Four additional countries with nuclear weapons that are not a party to the NPT — Israel, India, Pakistan, and North Korea – have shown no evidence of lowering their stockpiles. Meanwhile, the failure of the 2015 nuclear agreement with Iran and the deadlock in efforts to rescue it have increased the risk of nuclear proliferation, particularly in the Middle East.
It took several months of debate over the declaration’s language before all five powers agreed. France, in particular, was concerned that such a statement would damage its arsenal’s deterrent effect.
“France has a nuclear doctrine reserving the right to use nuclear weapons as a “final warning” to warn off an aggressor or even a state sponsor of terrorism,” said Oliver Meier, senior researcher at the Institute for Peace Research and Security Policy.
Meier stated that the UK’s misgivings were not as explicit, but he believed they were similar.
To satisfy French concerns, a phrase was added to the joint declaration stating that “nuclear weapons – for as long as they exist – should serve defensive goals, deter aggression, and prevent war.”

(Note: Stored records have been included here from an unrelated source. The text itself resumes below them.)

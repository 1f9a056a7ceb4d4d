use chrono::{DateTime, Utc};
use serde::{Deserialize, Serialize};

use crate::domain::listing::Listing;
use crate::domain::validation::{is_present, is_valid_email, is_valid_phone};

pub const STATUS_PENDING: &str = "pendiente";

/// Quote request sent from a listing's detail view.
#[derive(Debug, Clone, Default, PartialEq, Serialize, Deserialize)]
pub struct QuoteRequest {
    #[serde(rename = "vehiculoId")]
    pub car_id: String,
    #[serde(rename = "nombre", default)]
    pub name: String,
    pub email: String,
    #[serde(rename = "telefono", default)]
    pub phone: String,
    #[serde(rename = "ciudad", default, skip_serializing_if = "Option::is_none")]
    pub city: Option<String>,
    /// Whole percent as typed, e.g. "20".
    #[serde(rename = "enganche", default, skip_serializing_if = "Option::is_none")]
    pub down_payment: Option<String>,
    #[serde(rename = "plazo", default, skip_serializing_if = "Option::is_none")]
    pub term: Option<String>,
    #[serde(rename = "comentarios", default, skip_serializing_if = "Option::is_none")]
    pub comments: Option<String>,
}

impl QuoteRequest {
    pub fn check(&self) -> Result<(), String> {
        if !is_present(Some(&self.car_id)) {
            return Err("vehiculoId is required".into());
        }
        if !is_valid_email(&self.email) {
            return Err("Enter a valid email address".into());
        }
        if !is_valid_phone(&self.phone) {
            return Err("Enter a valid 10-digit phone number".into());
        }
        Ok(())
    }
}

#[derive(Debug, Clone, Default, PartialEq, Serialize, Deserialize)]
pub struct ContactRequest {
    #[serde(rename = "nombre", default)]
    pub name: String,
    pub email: String,
    #[serde(rename = "telefono", default)]
    pub phone: String,
    #[serde(rename = "asunto", default)]
    pub subject: String,
    #[serde(rename = "mensaje", default)]
    pub message: String,
}

impl ContactRequest {
    pub fn check(&self) -> Result<(), String> {
        if !is_valid_email(&self.email) {
            return Err("Enter a valid email address".into());
        }
        Ok(())
    }
}

#[derive(Debug, Clone, Default, PartialEq, Serialize, Deserialize)]
pub struct TestDriveRequest {
    #[serde(rename = "vehiculoId", default)]
    pub car_id: String,
    #[serde(rename = "nombre", default)]
    pub name: String,
    pub email: String,
    #[serde(rename = "telefono", default)]
    pub phone: String,
    #[serde(rename = "licencia", default, skip_serializing_if = "Option::is_none")]
    pub license: Option<String>,
    /// Preferred date as entered (`YYYY-MM-DD`).
    #[serde(rename = "fecha", default)]
    pub date: String,
    #[serde(rename = "hora", default, skip_serializing_if = "Option::is_none")]
    pub time: Option<String>,
    #[serde(rename = "sucursal", default, skip_serializing_if = "Option::is_none")]
    pub branch: Option<String>,
    #[serde(rename = "comentarios", default, skip_serializing_if = "Option::is_none")]
    pub comments: Option<String>,
}

impl TestDriveRequest {
    pub fn check(&self) -> Result<(), String> {
        if !is_valid_email(&self.email) {
            return Err("Enter a valid email address".into());
        }
        Ok(())
    }
}

/// One row of a user's quote history.
#[derive(Debug, Clone, PartialEq, Serialize, Deserialize)]
pub struct QuoteRecord {
    pub id: i64,
    #[serde(rename = "vehiculo", default)]
    pub listing: Option<Listing>,
    #[serde(rename = "fecha")]
    pub created_at: DateTime<Utc>,
    #[serde(rename = "estado")]
    pub status: String,
}

#[cfg(test)]
mod tests {
    use super::*;

    fn quote() -> QuoteRequest {
        QuoteRequest {
            car_id: "3".into(),
            name: "Ana".into(),
            email: "ana@correo.mx".into(),
            phone: "5512345678".into(),
            ..Default::default()
        }
    }

    #[test]
    fn quote_needs_email_and_phone() {
        assert!(quote().check().is_ok());

        let mut q = quote();
        q.email = "ana".into();
        assert!(q.check().is_err());

        let mut q = quote();
        q.phone = "123".into();
        assert_eq!(
            q.check().unwrap_err(),
            "Enter a valid 10-digit phone number"
        );
    }

    #[test]
    fn quote_reads_form_names() {
        let q: QuoteRequest = serde_json::from_str(
            r#"{"vehiculoId":"3","nombre":"Ana","email":"a@b.co","telefono":"5512345678","enganche":"30","plazo":"48"}"#,
        )
        .unwrap();
        assert_eq!(q.down_payment.as_deref(), Some("30"));
        assert_eq!(q.term.as_deref(), Some("48"));
    }

    #[test]
    fn contact_only_checks_email() {
        let c = ContactRequest {
            email: "x@y.mx".into(),
            ..Default::default()
        };
        assert!(c.check().is_ok());
    }
}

The five nuclear-weapons states also claimed that one of their “foremost responsibilities” was the “reduction of strategic risks,” ensuring that global tensions do not lead to nuclear conflict.
“We underline our desire to work with all states to create a security environment more conducive to progress on disarmament,” the statement said.
According to a senior US official, the declaration was the product of “a good and substantive and constructive conversation about how to reduce and eventually remove nuclear threats.”
“Given the security environment, I’m pretty shocked that the P5 could agree to this much,” Heather Williams, a senior lecturer in defense studies at King’s College London, said.
Williams and other nuclear specialists have advised nuclear weapon states to enhance their crisis communication channels as one method to reduce the chances of an accidental dispute escalating into a nuclear conflict.
Moreover, arms control activists applauded the announcement but demanded that a return to disarmament accompany it.
“With nine nuclear arsenals currently being enhanced, and Covid problems besetting nuclear-armed submarines and facilities, this statement from five of the nuclear-armed leaders is welcomed but does not go far enough,” said Rebecca Johnson, the vice president of the Campaign for Nuclear Disarmament.
“As long as nuclear weapons continue to be advertised and wielded by some, we are all put at risk of nuclear war.”